## EXERCISE DESCRIPTION
Your task is to restate the data word for word.

===== RECORDS FOR PROCESSING =====

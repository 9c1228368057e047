// ABOUTME: Down command implementation.
// ABOUTME: Deletes every Pod and Service of the environment and summarizes failures.

use super::connection::connect_to_cluster;
use kube_compose::config::Config;
use kube_compose::deploy::{Environment, teardown};
use kube_compose::diagnostics::{Diagnostics, WarningKind};
use kube_compose::error::Result;
use kube_compose::output::Output;

/// Tear down the environment.
pub async fn down(config: Config, output: &Output) -> Result<()> {
    let environment = Environment::new(
        config.settings.environment_label.clone(),
        config.environment_id()?,
    );
    let cluster = connect_to_cluster(&config, output).await?;

    output.info(&format!("Deleting objects labeled {}", environment.selector()));
    let result = teardown(&cluster, &environment).await?;

    let mut diag = Diagnostics::default();
    diag.extend(result.failures.iter().map(|f| f.to_warning()));
    for warning in diag.warnings() {
        output.warning(&warning.to_string());
    }

    let mut summary = format!(
        "Deleted {} pod(s) and {} service(s)",
        result.deleted_pods.len(),
        result.deleted_services.len()
    );
    if diag.has_warnings() {
        summary.push_str(&format!(
            ", {} could not be deleted",
            diag.count(WarningKind::Cleanup)
        ));
    }
    output.success(&summary);
    Ok(())
}
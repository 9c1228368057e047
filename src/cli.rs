// ABOUTME: Command-line interface definition using clap derive macros.
// ABOUTME: Defines the up and down subcommands and the global flags.

use clap::{Parser, Subcommand, ValueEnum};
use kube_compose::output::OutputMode;
use std::path::PathBuf;

#[derive(Parser)]
#[command(name = "kube-compose")]
#[command(about = "Run docker-compose services as Pods on Kubernetes")]
#[command(version)]
pub struct Cli {
    /// Compose file (default: discovered in the current directory)
    #[arg(short, long, global = true)]
    pub file: Option<PathBuf>,

    /// Environment ID used to name and label every object
    #[arg(short, long, global = true, env = "KUBECOMPOSE_ENVID")]
    pub env_id: Option<String>,

    /// Kubernetes namespace
    #[arg(short, long, global = true)]
    pub namespace: Option<String>,

    /// Enable debug logging
    #[arg(short, long, global = true)]
    pub verbose: bool,

    /// Output format
    #[arg(long, global = true, value_enum, default_value_t = OutputFormat::Normal)]
    pub output: OutputFormat,

    #[command(subcommand)]
    pub command: Commands,
}

#[derive(Subcommand)]
pub enum Commands {
    /// Create Pods and Services and wait until every service is ready
    Up {
        /// Return once every service is ready instead of following logs
        #[arg(short, long)]
        detach: bool,

        /// Services to deploy, with their dependencies (default: all)
        services: Vec<String>,
    },

    /// Delete every Pod and Service of the environment
    Down,
}

#[derive(Debug, Clone, Copy, PartialEq, Eq, ValueEnum)]
pub enum OutputFormat {
    Normal,
    Quiet,
    Json,
}

impl From<OutputFormat> for OutputMode {
    fn from(format: OutputFormat) -> Self {
        match format {
            OutputFormat::Normal => OutputMode::Normal,
            OutputFormat::Quiet => OutputMode::Quiet,
            OutputFormat::Json => OutputMode::Json,
        }
    }
}
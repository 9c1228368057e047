// ABOUTME: Compose service names and their Kubernetes-safe escaped form.
// ABOUTME: Escaping follows RFC 1123 label rules so names can prefix object names.

use std::fmt;
use thiserror::Error;

/// Longest escaped name that still leaves room for `-<environmentID>`.
const MAX_ESCAPED_LEN: usize = 40;

#[derive(Debug, Error)]
pub enum ServiceNameError {
    #[error("service name cannot be empty")]
    Empty,

    #[error("service name exceeds maximum length of {MAX_ESCAPED_LEN} characters")]
    TooLong,

    #[error("service name must start with a letter or digit")]
    BadStart,

    #[error("invalid character in service name: '{0}'")]
    InvalidChar(char),
}

/// A compose service name, e.g. `web`, `Db_Primary` or `api.v2`.
#[derive(Debug, Clone, PartialEq, Eq, Hash, PartialOrd, Ord)]
pub struct ServiceName(String);

impl ServiceName {
    pub fn new(value: &str) -> Result<Self, ServiceNameError> {
        let first = value.chars().next().ok_or(ServiceNameError::Empty)?;

        if value.len() > MAX_ESCAPED_LEN {
            return Err(ServiceNameError::TooLong);
        }

        if !first.is_ascii_alphanumeric() {
            return Err(ServiceNameError::BadStart);
        }

        if let Some(c) = value
            .chars()
            .find(|c| !c.is_ascii_alphanumeric() && !"-_.".contains(*c))
        {
            return Err(ServiceNameError::InvalidChar(c));
        }

        Ok(Self(value.to_string()))
    }

    pub fn as_str(&self) -> &str {
        &self.0
    }

    /// Lowercase RFC 1123 label used in object names and the `app` label.
    ///
    /// `_` and `.` become `-`; trailing hyphens are trimmed. Two services can
    /// escape to the same label, which the config loader rejects.
    pub fn escaped(&self) -> String {
        let escaped: String = self
            .0
            .chars()
            .map(|c| match c {
                '_' | '.' => '-',
                c => c.to_ascii_lowercase(),
            })
            .collect();
        escaped.trim_end_matches('-').to_string()
    }

    /// Whether the escaped form can name a Kubernetes Service (RFC 1035 label).
    pub fn is_service_label(&self) -> bool {
        self.escaped().starts_with(|c: char| c.is_ascii_lowercase())
    }

    /// Names other Pods resolve this service by through host aliases.
    ///
    /// The escaped form is always included; the compose name only when it is
    /// itself a valid RFC 1123 subdomain.
    pub fn host_names(&self) -> Vec<String> {
        let escaped = self.escaped();
        if self.0 != escaped && is_dns_subdomain(&self.0) {
            vec![self.0.clone(), escaped]
        } else {
            vec![escaped]
        }
    }
}

fn is_dns_subdomain(value: &str) -> bool {
    value.len() <= 253
        && value.split('.').all(|label| {
            !label.is_empty()
                && label.len() <= 63
                && label
                    .chars()
                    .all(|c| c.is_ascii_lowercase() || c.is_ascii_digit() || c == '-')
                && !label.starts_with('-')
                && !label.ends_with('-')
        })
}

impl fmt::Display for ServiceName {
    fn fmt(&self, f: &mut fmt::Formatter<'_>) -> fmt::Result {
        write!(f, "{}", self.0)
    }
}

impl std::borrow::Borrow<str> for ServiceName {
    fn borrow(&self) -> &str {
        &self.0
    }
}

=====

## PROBLEM SOLUTION
repository 9c1228368057e047
// ABOUTME: Down command implementation.
// ABOUTME: Deletes every Pod and Service of the environment and summarizes failures.

use super::connection::connect_to_cluster;
use kube_compose::config::Config;
use kube_compose::deploy::{Environment, teardown};
use kube_compose::diagnostics::{Diagnostics, WarningKind};
use kube_compose::error::Result;
use kube_compose::output::Output;

/// Tear down the environment.
pub async fn down(config: Config, output: &Output) -> Result<()> {
    let environment = Environment::new(
        config.settings.environment_label.clone(),
        config.environment_id()?,
    );
    let cluster = connect_to_cluster(&config, output).await?;

    output.info(&format!("Deleting objects labeled {}", environment.selector()));
    let result = teardown(&cluster, &environment).await?;

    let mut diag = Diagnostics::default();
    diag.extend(result.failures.iter().map(|f| f.to_warning()));
    for warning in diag.warnings() {
        output.warning(&warning.to_string());
    }

    let mut summary = format!(
        "Deleted {} pod(s) and {} service(s)",
        result.deleted_pods.len(),
        result.deleted_services.len()
    );
    if diag.has_warnings() {
        summary.push_str(&format!(
            ", {} could not be deleted",
            diag.count(WarningKind::Cleanup)
        ));
    }
    output.success(&summary);
    Ok(())
}
repository 9c1228368057e047
filename src/cli.rs
// ABOUTME: Command-line interface definition using clap derive macros.
// ABOUTME: Defines the up and down subcommands and the global flags.

use clap::{Parser, Subcommand, ValueEnum};
use kube_compose::output::OutputMode;
use std::path::PathBuf;

#[derive(Parser)]
#[command(name = "kube-compose")]
#[command(about = "Run docker-compose services as Pods on Kubernetes")]
#[command(version)]
pub struct Cli {
    /// Compose file (default: discovered in the current directory)
    #[arg(short, long, global = true)]
    pub file: Option<PathBuf>,

    /// Environment ID used to name and label every object
    #[arg(short, long, global = true, env = "KUBECOMPOSE_ENVID")]
    pub env_id: Option<String>,

    /// Kubernetes namespace
    #[arg(short, long, global = true)]
    pub namespace: Option<String>,

    /// Enable debug logging
    #[arg(short, long, global = true)]
    pub verbose: bool,

    /// Output format
    #[arg(long, global = true, value_enum, default_value_t = OutputFormat::Normal)]
    pub output: OutputFormat,

    #[command(subcommand)]
    pub command: Commands,
}

#[derive(Subcommand)]
pub enum Commands {
    /// Create Pods and Services and wait until every service is ready
    Up {
        /// Return once every service is ready instead of following logs
        #[arg(short, long)]
        detach: bool,

        /// Services to deploy, with their dependencies (default: all)
        services: Vec<String>,
    },

    /// Delete every Pod and Service of the environment
    Down,
}

#[derive(Debug, Clone, Copy, PartialEq, Eq, ValueEnum)]
pub enum OutputFormat {
    Normal,
    Quiet,
    Json,
}

impl From<OutputFormat> for OutputMode {
    fn from(format: OutputFormat) -> Self {
        match format {
            OutputFormat::Normal => OutputMode::Normal,
            OutputFormat::Quiet => OutputMode::Quiet,
            OutputFormat::Json => OutputMode::Json,
        }
    }
}
repository 9c1228368057e047
// ABOUTME: Compose service names and their Kubernetes-safe escaped form.
// ABOUTME: Escaping follows RFC 1123 label rules so names can prefix object names.

use std::fmt;
use thiserror::Error;

/// Longest escaped name that still leaves room for `-<environmentID>`.
const MAX_ESCAPED_LEN: usize = 40;

#[derive(Debug, Error)]
pub enum ServiceNameError {
    #[error("service name cannot be empty")]
    Empty,

    #[error("service name exceeds maximum length of {MAX_ESCAPED_LEN} characters")]
    TooLong,

    #[error("service name must start with a letter or digit")]
    BadStart,

    #[error("invalid character in service name: '{0}'")]
    InvalidChar(char),
}

/// A compose service name, e.g. `web`, `Db_Primary` or `api.v2`.
#[derive(Debug, Clone, PartialEq, Eq, Hash, PartialOrd, Ord)]
pub struct ServiceName(String);

impl ServiceName {
    pub fn new(value: &str) -> Result<Self, ServiceNameError> {
        let first = value.chars().next().ok_or(ServiceNameError::Empty)?;

        if value.len() > MAX_ESCAPED_LEN {
            return Err(ServiceNameError::TooLong);
        }

        if !first.is_ascii_alphanumeric() {
            return Err(ServiceNameError::BadStart);
        }

        if let Some(c) = value
            .chars()
            .find(|c| !c.is_ascii_alphanumeric() && !"-_.".contains(*c))
        {
            return Err(ServiceNameError::InvalidChar(c));
        }

        Ok(Self(value.to_string()))
    }

    pub fn as_str(&self) -> &str {
        &self.0
    }

    /// Lowercase RFC 1123 label used in object names and the `app` label.
    ///
    /// `_` and `.` become `-`; trailing hyphens are trimmed. Two services can
    /// escape to the same label, which the config loader rejects.
    pub fn escaped(&self) -> String {
        let escaped: String = self
            .0
            .chars()
            .map(|c| match c {
                '_' | '.' => '-',
                c => c.to_ascii_lowercase(),
            })
            .collect();
        escaped.trim_end_matches('-').to_string()
    }

    /// Whether the escaped form can name a Kubernetes Service (RFC 1035 label).
    pub fn is_service_label(&self) -> bool {
        self.escaped().starts_with(|c: char| c.is_ascii_lowercase())
    }

    /// Names other Pods resolve this service by through host aliases.
    ///
    /// The escaped form is always included; the compose name only when it is
    /// itself a valid RFC 1123 subdomain.
    pub fn host_names(&self) -> Vec<String> {
        let escaped = self.escaped();
        if self.0 != escaped && is_dns_subdomain(&self.0) {
            vec![self.0.clone(), escaped]
        } else {
            vec![escaped]
        }
    }
}

fn is_dns_subdomain(value: &str) -> bool {
    value.len() <= 253
        && value.split('.').all(|label| {
            !label.is_empty()
                && label.len() <= 63
                && label
                    .chars()
                    .all(|c| c.is_ascii_lowercase() || c.is_ascii_digit() || c == '-')
                && !label.starts_with('-')
                && !label.ends_with('-')
        })
}

impl fmt::Display for ServiceName {
    fn fmt(&self, f: &mut fmt::Formatter<'_>) -> fmt::Result {
        write!(f, "{}", self.0)
    }
}

impl std::borrow::Borrow<str> for ServiceName {
    fn borrow(&self) -> &str {
        &self.0
    }
}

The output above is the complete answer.